The areas available under Section 80C include benefits for expenses incurred as well as for investments made. The investment-related tax breaks are only on specified investments such as five-year notified tax saving bank deposits, life insurance premium, Employees’ Provident Fund (EPF), Public Provident Fund (PPF), National Savings Certificate (NSC), Senior Citizens’ Savings Scheme (SCSS) and Equity-linked Savings Scheme (ELSS) from mutual funds (MFs). Repayment of the principal on home loan and payment of tuition fees also qualify for tax benefits under Section 80C.
FIND OUT YOUR EXISTING COMMITMENTS
But before you start looking for tax saving investments under Section 80C, do a small exercise to determine how much you have already committed towards it. You may not have to make additional tax saving investment under Section 80C this year. Here’s how:
1. EPF: Involuntary
As a salaried individual, an employee contributes 12 per cent of his basic pay towards the EPF account, which qualifies for tax benefit under Section 80C. The employer is supposed to match the employee’s minimum contribution of 12 per cent of the basic pay but the employee is not entitled to take tax benefit on it. Currently, (2016-17) contributions earn 8.65 per cent tax free interest. Of the employer’s contribution, 8.33 per cent (on a maximum salary of Rs 15,000, i.e., Rs 1,250) is diverted towards EPS and the balance of 3.67 per cent moves into the employee’s PF account each month. Check your (employee’s) total contributions for the year (assuming basic remains same) and count it towards Section 80C benefit.

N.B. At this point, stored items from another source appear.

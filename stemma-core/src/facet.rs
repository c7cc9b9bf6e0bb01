//! Facets attached to runs and datasets.
//!
//! Facets are small, independently versioned annotations carried on lifecycle
//! events: the output schema, column-level lineage, output statistics, run
//! execution statistics, and error messages. They serialize to camelCase JSON
//! to match the wire format lineage collectors expect.

use crate::{ExecutionStats, UpdateOutcome};
use serde::{Deserialize, Serialize};
use std::collections::BTreeMap;

/// Producer tag carried on every event and custom facet.
pub const PRODUCER: &str = "stemma";

/// Schema URL advertised on the execution run facet.
pub const EXECUTION_FACET_SCHEMA_URL: &str =
    "https://stemma.dev/spec/facets/1-0-0/ExecutionFacet.json";

/// One field of a schema facet.
#[derive(Debug, Clone, PartialEq, Eq, Serialize, Deserialize)]
pub struct SchemaField {
    pub name: String,
    #[serde(rename = "type")]
    pub data_type: String,
}

/// Output dataset schema: one entry per declared column, declaration order.
#[derive(Debug, Clone, PartialEq, Eq, Serialize, Deserialize)]
pub struct SchemaFacet {
    pub fields: Vec<SchemaField>,
}

/// One upstream (table, column) reference contributing to an output column.
#[derive(Debug, Clone, PartialEq, Eq, Serialize, Deserialize)]
pub struct InputField {
    pub namespace: String,
    /// Qualified source table name.
    pub name: String,
    /// Source column name.
    pub field: String,
}

/// Lineage of a single output column.
#[derive(Debug, Clone, PartialEq, Eq, Serialize, Deserialize)]
#[serde(rename_all = "camelCase")]
pub struct ColumnLineage {
    pub input_fields: Vec<InputField>,
    pub transformation_type: String,
    pub transformation_description: String,
}

impl ColumnLineage {
    /// Lineage with no transformation metadata, inputs in discovery order.
    pub fn direct(input_fields: Vec<InputField>) -> Self {
        Self {
            input_fields,
            transformation_type: String::new(),
            transformation_description: String::new(),
        }
    }
}

/// Column-level lineage for an output dataset.
///
/// Columns with no extractable lineage are absent from `fields` entirely,
/// never present with an empty input list.
#[derive(Debug, Clone, PartialEq, Eq, Serialize, Deserialize)]
pub struct ColumnLineageFacet {
    pub fields: BTreeMap<String, ColumnLineage>,
}

/// Row/byte counts for an output dataset.
#[derive(Debug, Clone, PartialEq, Eq, Serialize, Deserialize)]
#[serde(rename_all = "camelCase")]
pub struct OutputStatisticsFacet {
    #[serde(skip_serializing_if = "Option::is_none")]
    pub row_count: Option<i64>,
    #[serde(skip_serializing_if = "Option::is_none")]
    pub size: Option<i64>,
}

impl OutputStatisticsFacet {
    /// Build from execution statistics; `None` when no row count is known.
    pub fn from_stats(stats: &ExecutionStats) -> Option<Self> {
        stats.rows_processed.map(|rows| Self {
            row_count: Some(rows),
            size: stats.bytes_processed,
        })
    }
}

/// Run-level execution statistics attached to COMPLETE events.
#[derive(Debug, Clone, PartialEq, Eq, Serialize, Deserialize)]
#[serde(rename_all = "camelCase")]
pub struct ExecutionFacet {
    #[serde(rename = "_producer")]
    pub producer: String,
    #[serde(rename = "_schemaURL")]
    pub schema_url: String,
    #[serde(skip_serializing_if = "Option::is_none")]
    pub duration_ms: Option<i64>,
    #[serde(skip_serializing_if = "Option::is_none")]
    pub rows_processed: Option<i64>,
    #[serde(skip_serializing_if = "Option::is_none")]
    pub bytes_processed: Option<i64>,
}

impl ExecutionFacet {
    /// Build from an update outcome; `None` when neither duration nor
    /// statistics are known.
    pub fn from_outcome(outcome: &UpdateOutcome) -> Option<Self> {
        if outcome.duration_ms.is_none() && outcome.stats.is_none() {
            return None;
        }
        Some(Self {
            producer: PRODUCER.to_string(),
            schema_url: EXECUTION_FACET_SCHEMA_URL.to_string(),
            duration_ms: outcome.duration_ms,
            rows_processed: outcome.stats.as_ref().and_then(|s| s.rows_processed),
            bytes_processed: outcome.stats.as_ref().and_then(|s| s.bytes_processed),
        })
    }
}

/// Human-readable error attached to FAIL events.
#[derive(Debug, Clone, PartialEq, Eq, Serialize, Deserialize)]
#[serde(rename_all = "camelCase")]
pub struct ErrorMessageFacet {
    pub message: String,
    pub programming_language: String,
}

impl ErrorMessageFacet {
    pub fn new(message: impl Into<String>) -> Self {
        Self {
            message: message.into(),
            programming_language: "rust".to_string(),
        }
    }
}

/// Any facet value carried in a facet map.
#[derive(Debug, Clone, PartialEq, Serialize, Deserialize)]
#[serde(untagged)]
pub enum Facet {
    Schema(SchemaFacet),
    ColumnLineage(ColumnLineageFacet),
    OutputStatistics(OutputStatisticsFacet),
    Execution(ExecutionFacet),
    ErrorMessage(ErrorMessageFacet),
    /// Caller-supplied facet with no dedicated type.
    Custom(serde_json::Value),
}

/// Named facets on a run or dataset.
pub type FacetMap = BTreeMap<String, Facet>;

/// Merge `extra` into `base`; on key collision the caller-supplied `extra`
/// entry wins.
pub fn merge_facets(base: &mut FacetMap, extra: FacetMap) {
    for (key, facet) in extra {
        base.insert(key, facet);
    }
}

// Well-known facet map keys.
pub const SCHEMA_KEY: &str = "schema";
pub const COLUMN_LINEAGE_KEY: &str = "columnLineage";
pub const OUTPUT_STATISTICS_KEY: &str = "outputStatistics";
pub const EXECUTION_KEY: &str = "stemma_execution";
pub const ERROR_MESSAGE_KEY: &str = "errorMessage";

// =============================================================================
// TESTS
// =============================================================================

2. Life insurance premium: Existing or new commitment
Irrespective of age, if one has financial dependents, owning a life insurance is a must. If you already have one, keeping it active by paying renewal premiums is sacrosanct. Renewal premiums also qualify for tax benefit under Section 80C. If your policy lapses, revive it by paying unpaid premiums, but only if the policy is worth it. You would be eligible to claim tax benefit under Section 80C on the entire premium paid (including the previous unpaid premiums) subject to the limit of Rs 1.5 lakh. All life insurance plans, including pure term insurance, endowment, Ulips and money-back plans qualify for this benefit.
EPF+Life insurance premium+……
3. Home loan principal repayment: Outflow
If you have a home loan, the principal repaid qualifies for tax benefit under Section 80C. The EMI of the home loan constitutes both principal and interest. You may ask your home loan lender to issue a statement showing the provisional break-up of principal, interest for the entire year. Even partial or full principal repayment made during the year qualifies for tax benefit.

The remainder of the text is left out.